Task directions
Please set down all of the data below verbatim.

-*-*-

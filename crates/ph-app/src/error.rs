//! Error types for the ph-app service layer.

use ph_core::PhError;
use std::path::PathBuf;

/// Application error type shared by every frontend.
#[derive(Debug, thiserror::Error)]
pub enum AppError {
    #[error("Calculation error: {0}")]
    Engine(#[from] PhError),

    #[error("Failed to read file: {path}")]
    FileRead {
        path: PathBuf,
        source: std::io::Error,
    },

    #[error("Failed to write file: {path}")]
    FileWrite {
        path: PathBuf,
        source: std::io::Error,
    },

    #[error("Unsupported file format: {path} (expected .yaml, .yml or .json)")]
    UnsupportedFormat { path: PathBuf },

    #[error("YAML error: {0}")]
    Yaml(#[from] serde_yaml::Error),

    #[error("JSON error: {0}")]
    Json(#[from] serde_json::Error),

    #[error("Invalid input: {0}")]
    InvalidInput(String),
}

pub type AppResult<T> = Result<T, AppError>;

-*-*-

Response
filename crates/ph-app/src/error.rs
//! Error types for the ph-app service layer.

use ph_core::PhError;
use std::path::PathBuf;

/// Application error type shared by every frontend.
#[derive(Debug, thiserror::Error)]
pub enum AppError {
    #[error("Calculation error: {0}")]
    Engine(#[from] PhError),

    #[error("Failed to read file: {path}")]
    FileRead {
        path: PathBuf,
        source: std::io::Error,
    },

    #[error("Failed to write file: {path}")]
    FileWrite {
        path: PathBuf,
        source: std::io::Error,
    },

    #[error("Unsupported file format: {path} (expected .yaml, .yml or .json)")]
    UnsupportedFormat { path: PathBuf },

    #[error("YAML error: {0}")]
    Yaml(#[from] serde_yaml::Error),

    #[error("JSON error: {0}")]
    Json(#[from] serde_json::Error),

    #[error("Invalid input: {0}")]
    InvalidInput(String),
}

pub type AppResult<T> = Result<T, AppError>;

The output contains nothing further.